== Segment start ==
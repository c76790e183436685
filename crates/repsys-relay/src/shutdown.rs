//! Cooperative stop signal for the background loops.
//!
//! Loops sleep through `StopSignal::sleep`, which returns early as soon as
//! `stop` is raised, so shutdown never waits out a full poll interval.

use std::sync::Arc;
use std::time::{Duration, Instant};

use parking_lot::{Condvar, Mutex};

#[derive(Clone, Default)]
pub struct StopSignal {
    inner: Arc<Inner>,
}

#[derive(Default)]
struct Inner {
    stopped: Mutex<bool>,
    cond: Condvar,
}

impl StopSignal {
    pub fn new() -> Self {
        Self::default()
    }

    /// Raise the signal and wake every sleeper.
    pub fn stop(&self) {
        let mut stopped = self.inner.stopped.lock();
        *stopped = true;
        self.inner.cond.notify_all();
    }

    pub fn is_stopped(&self) -> bool {
        *self.inner.stopped.lock()
    }

    /// Sleep for `dur`. Returns `false` if the signal was raised before or during the wait.
    pub fn sleep(&self, dur: Duration) -> bool {
        let deadline = Instant::now() + dur;
        let mut stopped = self.inner.stopped.lock();
        while !*stopped {
            if self.inner.cond.wait_until(&mut stopped, deadline).timed_out() {
                break;
            }
        }
        !*stopped
    }
}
== Segment end ==
Your task is to transcribe the listing in full, so that each line reads exactly as before.

repository c76790e183436685
filename crates/repsys-relay/src/shutdown.rs
//! Cooperative stop signal for the background loops.
//!
//! Loops sleep through `StopSignal::sleep`, which returns early as soon as
//! `stop` is raised, so shutdown never waits out a full poll interval.

use std::sync::Arc;
use std::time::{Duration, Instant};

use parking_lot::{Condvar, Mutex};

#[derive(Clone, Default)]
pub struct StopSignal {
    inner: Arc<Inner>,
}

#[derive(Default)]
struct Inner {
    stopped: Mutex<bool>,
    cond: Condvar,
}

impl StopSignal {
    pub fn new() -> Self {
        Self::default()
    }

    /// Raise the signal and wake every sleeper.
    pub fn stop(&self) {
        let mut stopped = self.inner.stopped.lock();
        *stopped = true;
        self.inner.cond.notify_all();
    }

    pub fn is_stopped(&self) -> bool {
        *self.inner.stopped.lock()
    }

    /// Sleep for `dur`. Returns `false` if the signal was raised before or during the wait.
    pub fn sleep(&self, dur: Duration) -> bool {
        let deadline = Instant::now() + dur;
        let mut stopped = self.inner.stopped.lock();
        while !*stopped {
            if self.inner.cond.wait_until(&mut stopped, deadline).timed_out() {
                break;
            }
        }
        !*stopped
    }
}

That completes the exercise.